Entretien exclusif avec Josep Borrell

Entretien exclusif avec Josep Borrell

Dans cet entretien le haut représentant de l’UE pour les Affaires étrangères et la politique de sécurité, Joseph Borrell, en visite en Algérie, s’est exprimé sur l’accord de partenariat entre l’Algérie et l’Union Européenne, la crise diplomatique en Alger et Madrid, l’importance de l’Algérie pour l’UE dans le domaine énergetique et son souhait d’y investir dans les énergies renouvelables.

L’Algérie a exprimé, au plus haut niveau, sa volonté de revoir l’accord d’association avec l’Union européenne pour des considérations liées à l’échec de cet accord, vieux de plus de 20 ans, à suivre le rythme de ses aspirations à diversifier son économie et à accroître ses capacités d’exportation après être restée un simple marché pour les matières premières européennes. Comment voyez-vous cette demande et quelle est votre appréciation du niveau des relations aujourd’hui ? 

L’accord d’association entre l’Union européenne et l’Algérie est la pierre angulaire d’un partenariat que l’Union européenne veut solide et stratégique, avec un voisin très important pour nous. Nous considérons qu’il contient les éléments nécessaires, tant juridiques qu’institutionnels, pour atteindre nos objectifs communs conformément aux intérêts de chacune des deux parties.

C’est plutôt de la mise en œuvre de cet accord qu’il faudrait rediscuter. Comment exploiter tout son potentiel ? Nous devons être plus pragmatiques et efficaces, et cela, dans tous les domaines. En 2015-2016 un travail important avait été engagé dans ce sens conjointement par l’UE et l’Algérie. Les recommandations issues de ces échanges restent toujours d’actualité.
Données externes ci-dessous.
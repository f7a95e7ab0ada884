//! Snapshot writer
//!
//! Serializes one window's record set and commits it under the window's
//! deterministic filename. Every commit goes through a temporary file in the
//! target directory followed by an atomic publish, so a committed snapshot is
//! always complete.

use std::io::Write;
use std::path::{Path, PathBuf};

use serde::{Deserialize, Serialize};
use serde_json::Value;

use crate::error::{BackupError, Result};
use crate::models::{BackupRequest, RecordSet, SnapshotFormat, TimeWindow};
use crate::storage::{ensure_dir, stage_file, Published, StagedFile};

/// Current snapshot document schema version
pub const SNAPSHOT_SCHEMA_VERSION: u32 = 1;

/// Snapshot document written in `json` format
#[derive(Debug, Serialize, Deserialize)]
pub struct SnapshotDocument<R = Value> {
    /// Schema version for migration support
    pub schema_version: u32,
    /// Window the records were fetched for
    pub window: TimeWindow,
    pub record_count: usize,
    pub records: Vec<R>,
}

#[derive(Serialize)]
struct SnapshotDocumentRef<'a> {
    schema_version: u32,
    window: &'a TimeWindow,
    record_count: usize,
    records: &'a [Value],
}

/// What a commit did
#[derive(Debug, Clone, PartialEq, Eq)]
pub enum CommitOutcome {
    /// Snapshot committed under its final name
    Written { path: PathBuf, records: usize },
    /// A snapshot already existed and overwrite is disabled
    Skipped(PathBuf),
}

/// Commits snapshots for one target directory
#[derive(Debug, Clone)]
pub struct SnapshotWriter {
    target_dir: PathBuf,
    overwrite: bool,
    format: SnapshotFormat,
}

impl SnapshotWriter {
    pub fn new(target_dir: impl Into<PathBuf>, overwrite: bool, format: SnapshotFormat) -> Self {
        Self {
            target_dir: target_dir.into(),
            overwrite,
            format,
        }
    }

    pub fn from_request(request: &BackupRequest) -> Self {
        Self::new(request.target_dir.clone(), request.overwrite, request.format)
    }

    pub fn target_dir(&self) -> &Path {
        &self.target_dir
    }

    pub fn overwrite(&self) -> bool {
        self.overwrite
    }

    /// Create the target directory if needed
    ///
    /// Fails with `InvalidConfiguration` if the target exists but is not a
    /// directory.
    pub fn prepare(&self) -> Result<()> {
        ensure_dir(&self.target_dir)
    }

    /// Deterministic final path for a window's snapshot
    pub fn snapshot_path(&self, window: &TimeWindow) -> PathBuf {
        self.target_dir
            .join(format!("{}.{}", window.file_stem(), self.format.extension()))
    }

    /// Check if a committed snapshot exists for the window
    pub fn exists(&self, window: &TimeWindow) -> bool {
        self.snapshot_path(window).exists()
    }

    /// Serialize records into a temporary file without publishing it
    pub fn stage(&self, window: &TimeWindow, records: &[Value]) -> Result<StagedFile> {
        let path = self.snapshot_path(window);
        let format = self.format;

        stage_file(&path, |writer| {
            match format {
                SnapshotFormat::Json => {
                    let document = SnapshotDocumentRef {
                        schema_version: SNAPSHOT_SCHEMA_VERSION,
                        window,
                        record_count: records.len(),
                        records,
                    };
                    serde_json::to_writer(&mut *writer, &document).map_err(|e| {
                        BackupError::Write(format!("Failed to serialize snapshot: {}", e))
                    })?;
                    writer.write_all(b"\n").map_err(write_error)?;
                }
                SnapshotFormat::Jsonl => {
                    for record in records {
                        serde_json::to_writer(&mut *writer, record).map_err(|e| {
                            BackupError::Write(format!("Failed to serialize record: {}", e))
                        })?;
                        writer.write_all(b"\n").map_err(write_error)?;
                    }
                }
            }
            Ok(())
        })
    }

    /// Commit a window's records according to the overwrite policy
    ///
    /// With overwrite disabled an existing snapshot is left untouched and
    /// `Skipped` is returned, including when a concurrent run publishes the
    /// same window between the check and the publish.
    pub fn commit(&self, window: &TimeWindow, records: RecordSet) -> Result<CommitOutcome> {
        let path = self.snapshot_path(window);
        if !self.overwrite && path.exists() {
            return Ok(CommitOutcome::Skipped(path));
        }

        let count = records.len();
        let staged = self.stage(window, &records)?;
        drop(records);

        match staged.publish(self.overwrite)? {
            Published::Committed(path) => Ok(CommitOutcome::Written {
                path,
                records: count,
            }),
            Published::AlreadyExists(path) => Ok(CommitOutcome::Skipped(path)),
        }
    }
}

fn write_error(err: std::io::Error) -> BackupError {
    BackupError::Write(format!("Failed to write snapshot: {}", err))
}
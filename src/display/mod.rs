//! Display formatting for terminal output
//!
//! Provides utilities for formatting backup results and database listings
//! for terminal display.

pub mod summary;

pub use summary::{format_database_list, format_run_summary};
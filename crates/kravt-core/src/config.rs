//! Configuration for kravt.
//!
//! Configuration is loaded from environment variables with sensible defaults.

use crate::error::{CoreError, Result};
use crate::net::DEFAULT_IP_PROGRAM;
use kravt_vm::{DEFAULT_CONNECT_URI, DEFAULT_VIRSH_PROGRAM};

/// Host-side settings shared by every command.
#[derive(Debug, Clone, PartialEq, Eq)]
pub struct KravtConfig {
    /// Hypervisor connection URI.
    pub connect_uri: String,

    /// Run host network commands through `sudo` (default: true).
    pub use_sudo: bool,

    pub ip_program: String,

    /// `virsh` executable used by the command-line backend.
    pub virsh_program: String,
}

impl Default for KravtConfig {
    fn default() -> Self {
        Self {
            connect_uri: DEFAULT_CONNECT_URI.to_string(),
            use_sudo: true,
            ip_program: DEFAULT_IP_PROGRAM.to_string(),
            virsh_program: DEFAULT_VIRSH_PROGRAM.to_string(),
        }
    }
}

impl KravtConfig {
    /// Load configuration from environment variables.
    ///
    /// | Variable | Default |
    /// |----------|---------|
    /// | `KRAVT_CONNECT` | `qemu:///system` |
    /// | `KRAVT_SUDO` | `true` |
    /// | `KRAVT_IP` | `ip` |
    /// | `KRAVT_VIRSH` | `virsh` |
    pub fn from_env() -> Self {
        Self::from_lookup(|key| std::env::var(key).ok())
    }

    fn from_lookup(lookup: impl Fn(&str) -> Option<String>) -> Self {
        let default = Self::default();

        Self {
            connect_uri: lookup("KRAVT_CONNECT").unwrap_or(default.connect_uri),
            use_sudo: lookup("KRAVT_SUDO")
                .map(|v| v != "false" && v != "0")
                .unwrap_or(default.use_sudo),
            ip_program: lookup("KRAVT_IP").unwrap_or(default.ip_program),
            virsh_program: lookup("KRAVT_VIRSH").unwrap_or(default.virsh_program),
        }
    }

    /// Override the connection URI, e.g. from a command-line flag.
    pub fn with_connect_uri(mut self, uri: impl Into<String>) -> Self {
        self.connect_uri = uri.into();
        self
    }

    /// Reject empty values.
    pub fn validate(&self) -> Result<()> {
        if self.connect_uri.trim().is_empty() {
            return Err(CoreError::Config("connection URI is empty".into()));
        }
        if self.ip_program.trim().is_empty() {
            return Err(CoreError::Config("ip program is empty".into()));
        }
        if self.virsh_program.trim().is_empty() {
            return Err(CoreError::Config("virsh program is empty".into()));
        }
        Ok(())
    }
}

#[cfg(test)]
mod tests {
    use super::*;
    use std::collections::HashMap;

    fn load(vars: &[(&str, &str)]) -> KravtConfig {
        let vars: HashMap<String, String> = vars
            .iter()
            .map(|(k, v)| (k.to_string(), v.to_string()))
            .collect();
        KravtConfig::from_lookup(|key| vars.get(key).cloned())
    }

    #[test]
    fn test_config_defaults() {
        let config = load(&[]);
        assert_eq!(config, KravtConfig::default());
        assert_eq!(config.connect_uri, "qemu:///system");
        assert!(config.use_sudo);
        assert_eq!(config.ip_program, "ip");
        assert_eq!(config.virsh_program, "virsh");
        config.validate().unwrap();
    }

    #[test]
    fn test_config_overrides() {
        let config = load(&[
            ("KRAVT_CONNECT", "qemu:///session"),
            ("KRAVT_IP", "/usr/sbin/ip"),
            ("KRAVT_VIRSH", "/opt/bin/virsh"),
        ]);
        assert_eq!(config.connect_uri, "qemu:///session");
        assert_eq!(config.ip_program, "/usr/sbin/ip");
        assert_eq!(config.virsh_program, "/opt/bin/virsh");
    }

    #[test]
    fn test_sudo_flag_parsing() {
        assert!(!load(&[("KRAVT_SUDO", "false")]).use_sudo);
        assert!(!load(&[("KRAVT_SUDO", "0")]).use_sudo);
        assert!(load(&[("KRAVT_SUDO", "yes")]).use_sudo);
    }

    #[test]
    fn test_connect_override() {
        let config = load(&[("KRAVT_CONNECT", "qemu:///session")])
            .with_connect_uri("test:///default");
        assert_eq!(config.connect_uri, "test:///default");
    }

    #[test]
    fn test_validate_rejects_empty() {
        let err = load(&[("KRAVT_CONNECT", "")]).validate().unwrap_err();
        assert!(matches!(err, CoreError::Config(_)));
        assert!(err.is_validation());

        assert!(load(&[("KRAVT_IP", " ")]).validate().is_err());
        assert!(load(&[("KRAVT_VIRSH", "")]).validate().is_err());
    }
}
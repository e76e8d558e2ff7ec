//! Hypervisor backend using the libvirt C API through the `virt` crate.
//!
//! Built only with the `libvirt` feature, which needs the libvirt client
//! library at link time.

use crate::descriptor::DomainDescriptor;
use crate::error::{Result, VmError};
use crate::hypervisor::{DomainHandle, Hypervisor};
use crate::state::DomainState;
use async_trait::async_trait;
use virt::connect::Connect;
use virt::domain::Domain;

/// A libvirt connection, closed on drop.
pub struct LibvirtHypervisor {
    uri: String,
    conn: Connect,
}

impl LibvirtHypervisor {
    /// Open a connection.
    ///
    /// # Errors
    /// Returns `VmError::Connection` if libvirt refuses the URI.
    pub fn open(uri: &str) -> Result<Self> {
        tracing::debug!(uri = %uri, "Connecting to libvirt");
        let conn = Connect::open(Some(uri)).map_err(|e| VmError::Connection {
            uri: uri.to_string(),
            message: e.to_string(),
        })?;
        Ok(Self {
            uri: uri.to_string(),
            conn,
        })
    }

    pub fn uri(&self) -> &str {
        &self.uri
    }
}

impl Drop for LibvirtHypervisor {
    fn drop(&mut self) {
        if let Err(e) = self.conn.close() {
            tracing::warn!(uri = %self.uri, error = %e, "Failed to close libvirt connection");
        }
    }
}

#[async_trait(?Send)]
impl Hypervisor for LibvirtHypervisor {
    type Domain = LibvirtDomain;

    async fn define_xml(&self, xml: &str) -> Result<LibvirtDomain> {
        let name = DomainDescriptor::from_xml(xml)?.name;
        let domain = Domain::define_xml(&self.conn, xml)
            .map_err(|e| VmError::hypervisor("define", &name, e))?;
        Ok(LibvirtDomain { name, domain })
    }

    async fn lookup_by_name(&self, name: &str) -> Result<LibvirtDomain> {
        let domain = Domain::lookup_by_name(&self.conn, name)
            .map_err(|e| VmError::hypervisor("look up", name, e))?;
        Ok(LibvirtDomain {
            name: name.to_string(),
            domain,
        })
    }
}

pub struct LibvirtDomain {
    name: String,
    domain: Domain,
}

#[async_trait(?Send)]
impl DomainHandle for LibvirtDomain {
    fn name(&self) -> &str {
        &self.name
    }

    async fn start(&self) -> Result<()> {
        self.domain
            .create()
            .map_err(|e| VmError::hypervisor("start", &self.name, e))?;
        Ok(())
    }

    async fn destroy(&self) -> Result<()> {
        self.domain
            .destroy()
            .map_err(|e| VmError::hypervisor("destroy", &self.name, e))
    }

    async fn undefine(&self) -> Result<()> {
        self.domain
            .undefine()
            .map_err(|e| VmError::hypervisor("undefine", &self.name, e))
    }

    async fn state(&self) -> Result<DomainState> {
        let (state, _reason) = self
            .domain
            .get_state()
            .map_err(|e| VmError::hypervisor("query", &self.name, e))?;
        Ok(DomainState::from_raw(state))
    }

    async fn xml_desc(&self) -> Result<String> {
        self.domain
            .get_xml_desc(0)
            .map_err(|e| VmError::hypervisor("describe", &self.name, e))
    }
}
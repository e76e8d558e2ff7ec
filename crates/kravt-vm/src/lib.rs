//! # kravt-vm
//!
//! Domain description and hypervisor access for kravt.
//!
//! ## Quick Start
//!
//! ```no_run
//! use kravt_vm::{build_descriptor, GuestSpec, NetworkIntent};
//!
//! # fn example() -> kravt_vm::Result<()> {
//! let spec = GuestSpec::builder()
//!     .name("vm1")
//!     .kernel("/boot/vmlinuz")
//!     .memory_mib(64)
//!     .with_network(NetworkIntent::default())
//!     .boot_arg("console=ttyS0")
//!     .build()?;
//!
//! let xml = build_descriptor(&spec)?.to_xml()?;
//! # let _ = xml;
//! # Ok(())
//! # }
//! ```
//!
//! ## Features
//!
//! - **Descriptors**: Typed libvirt domain XML, built from a [`GuestSpec`]
//!   and parsed back from live XML
//! - **Network intent**: Validated bridge addressing and guest boot parameters
//! - **Backends**: `virsh` by default, native libvirt with the `libvirt` feature

mod builder;
mod descriptor;
mod error;
mod guest;
mod hypervisor;
#[cfg(feature = "libvirt")]
mod libvirt;
mod network;
mod state;
mod virsh;

pub use builder::{
    assemble_cmdline, build_descriptor, LifecycleAction, BOOT_ARGS_SEPARATOR, LIFECYCLE_POLICY,
    VCPU_COUNT, VNC_LISTEN_ADDR,
};
pub use descriptor::{
    Clock, Cpu, Devices, DirRef, DomainDescriptor, Filesystem, FilesystemDriver, Graphics,
    Interface, InterfaceSource, MemBalloon, Memory, Model, Os, OsType, Vcpu,
};
pub use error::{Result, VmError};
pub use guest::{GuestSpec, GuestSpecBuilder, DEFAULT_MEMORY_MIB, DEFAULT_MOUNT_TAG};
pub use hypervisor::{DomainHandle, Hypervisor, DEFAULT_CONNECT_URI};
#[cfg(feature = "libvirt")]
pub use libvirt::{LibvirtDomain, LibvirtHypervisor};
pub use network::{
    derive_prefix_len, NetworkIntent, DEFAULT_BRIDGE_NAME, DEFAULT_GATEWAY_ADDR,
    DEFAULT_GUEST_ADDR, DEFAULT_NETMASK, MAX_IFNAME_LEN,
};
pub use state::DomainState;
pub use virsh::{VirshDomain, VirshHypervisor, DEFAULT_VIRSH_PROGRAM};
//! The five lifecycle operations over a domain addressed by name.

use crate::error::Result;
use crate::net::NetworkOps;
use kravt_vm::{build_descriptor, DomainDescriptor, DomainHandle, DomainState, GuestSpec, Hypervisor};

/// Drives one command against a hypervisor connection and the host network.
///
/// No state is kept between commands: every operation finds the domain again
/// by name, and `undefine` learns which bridges to remove from the live
/// descriptor.
pub struct LifecycleController<H, N> {
    hypervisor: H,
    network: N,
}

impl<H: Hypervisor, N: NetworkOps> LifecycleController<H, N> {
    pub fn new(hypervisor: H, network: N) -> Self {
        Self {
            hypervisor,
            network,
        }
    }

    pub fn hypervisor(&self) -> &H {
        &self.hypervisor
    }

    pub fn network(&self) -> &N {
        &self.network
    }

    /// Register a new domain, provisioning its bridge first.
    ///
    /// The descriptor is built and marshaled before anything on the host is
    /// touched. A bridge provisioned before a failed registration is left in
    /// place; `undefine` is the way to reconcile.
    ///
    /// # Errors
    /// Returns a validation error for an incomplete guest spec, or the hypervisor's
    /// error if registration or the start fails.
    pub async fn define(&self, spec: &GuestSpec, start: bool) -> Result<H::Domain> {
        let xml = build_descriptor(spec)?.to_xml()?;
        tracing::debug!(domain = %spec.name, xml = %xml, "Generated domain XML");

        if let Some(intent) = &spec.network {
            if let Err(e) = self.network.provision(intent).await {
                tracing::warn!(domain = %spec.name, error = %e, "Bridge provisioning incomplete");
            }
        }

        let domain = self.hypervisor.define_xml(&xml).await?;
        tracing::info!(domain = %domain.name(), "Domain defined");

        if start {
            domain.start().await?;
            tracing::info!(domain = %domain.name(), "Domain started");
        }
        Ok(domain)
    }

    pub async fn start(&self, name: &str) -> Result<()> {
        let domain = self.hypervisor.lookup_by_name(name).await?;
        domain.start().await?;
        tracing::info!(domain = %name, "Domain started");
        Ok(())
    }

    pub async fn info(&self, name: &str) -> Result<DomainState> {
        let domain = self.hypervisor.lookup_by_name(name).await?;
        let state = domain.state().await?;
        tracing::debug!(domain = %name, state = state.as_str(), "Domain state");
        Ok(state)
    }

    /// Forcibly stop a running domain.
    pub async fn destroy(&self, name: &str) -> Result<()> {
        let domain = self.hypervisor.lookup_by_name(name).await?;
        domain.destroy().await?;
        tracing::info!(domain = %name, "Domain destroyed");
        Ok(())
    }

    /// Remove a domain's registration, then tear down every bridge its live
    /// descriptor attaches to.
    ///
    /// An unreadable descriptor means no bridges are torn down. Returns the
    /// names of the bridges teardown was attempted for.
    ///
    /// # Errors
    /// Returns the hypervisor's error if the lookup, the optional destroy or
    /// the undefine fails. Teardown failures are only logged.
    pub async fn undefine(&self, name: &str, destroy_first: bool) -> Result<Vec<String>> {
        let domain = self.hypervisor.lookup_by_name(name).await?;
        let bridges = self.discover_bridges(&domain).await;

        if destroy_first {
            domain.destroy().await?;
            tracing::info!(domain = %name, "Domain destroyed");
        }
        domain.undefine().await?;
        tracing::info!(domain = %name, "Domain undefined");

        for bridge in &bridges {
            if let Err(e) = self.network.teardown(bridge).await {
                tracing::warn!(domain = %name, error = %e, "Bridge teardown incomplete");
            }
        }
        Ok(bridges)
    }

    async fn discover_bridges(&self, domain: &H::Domain) -> Vec<String> {
        let xml = match domain.xml_desc().await {
            Ok(xml) => xml,
            Err(e) => {
                tracing::warn!(domain = %domain.name(), error = %e, "Could not read live descriptor");
                return Vec::new();
            }
        };
        match DomainDescriptor::from_xml(&xml) {
            Ok(descriptor) => descriptor.bridge_names(),
            Err(e) => {
                tracing::warn!(domain = %domain.name(), error = %e, "Could not parse live descriptor");
                Vec::new()
            }
        }
    }
}
//! Error types for kravt-core.

use crate::cmd::HostCommand;
use std::fmt;
use std::process::ExitStatus;
use thiserror::Error;

/// Result type alias for kravt-core operations.
pub type Result<T> = std::result::Result<T, CoreError>;

/// Errors that abort a lifecycle command.
#[derive(Debug, Error)]
pub enum CoreError {
    /// Error from kravt-vm
    #[error(transparent)]
    Vm(#[from] kravt_vm::VmError),

    /// Invalid environment configuration
    #[error("invalid configuration: {0}")]
    Config(String),
}

impl CoreError {
    /// Whether this error was raised before any external state was touched.
    pub fn is_validation(&self) -> bool {
        match self {
            Self::Vm(e) => e.is_validation(),
            Self::Config(_) => true,
        }
    }
}

/// A host command that could not be run or did not succeed.
#[derive(Debug, Error)]
pub enum CommandError {
    #[error("failed to run `{command}`: {source}")]
    Spawn {
        command: HostCommand,
        #[source]
        source: std::io::Error,
    },

    #[error("`{command}` exited with {status}")]
    Failed {
        command: HostCommand,
        status: ExitStatus,
    },
}

impl CommandError {
    pub fn command(&self) -> &HostCommand {
        match self {
            Self::Spawn { command, .. } | Self::Failed { command, .. } => command,
        }
    }
}

/// The failed steps of one best-effort network operation.
///
/// Every step is attempted; this only records which ones did not succeed.
#[derive(Debug)]
pub struct NetworkError {
    pub bridge: String,
    pub failures: Vec<CommandError>,
}

impl fmt::Display for NetworkError {
    fn fmt(&self, f: &mut fmt::Formatter<'_>) -> fmt::Result {
        write!(
            f,
            "{} of the commands for bridge {} failed",
            self.failures.len(),
            self.bridge
        )?;
        for failure in &self.failures {
            write!(f, "; {failure}")?;
        }
        Ok(())
    }
}

impl std::error::Error for NetworkError {}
Pour ce qui est plus de l’aspect commercial de l’accord, les exportations de l’UE vers l’Algérie ont diminué de 45% depuis 2015 et la balance commerciale est en faveur de l’Algérie, si nous incluons les exportations d’hydrocarbures. Comme les autorités algériennes, nous pensons qu’il existe un énorme potentiel non réalisé dans ce domaine. Pour l’exploiter, il nous faut améliorer la mise en œuvre de l’Accord en vigueur. Les règles qu’il prévoit doivent en particulier être pleinement respectées, sans discriminations.

Toutefois, nous sommes bien sûr prêts à écouter des propositions concrètes selon les règles prévues par l’accord et sur la base de ce que nous faisons déjà avec d’autres partenaires.

Comment voyez-vous l’effort fait par l’Algérie pour soutenir la sécurité énergétique de l’Europe en échange de la faiblesse des investissements européens en Algérie, notamment sa non contributionà l’achèvement du gazoduc « Nigal » entre le Nigeria, le Niger et l’Algérie vers l’Europe?  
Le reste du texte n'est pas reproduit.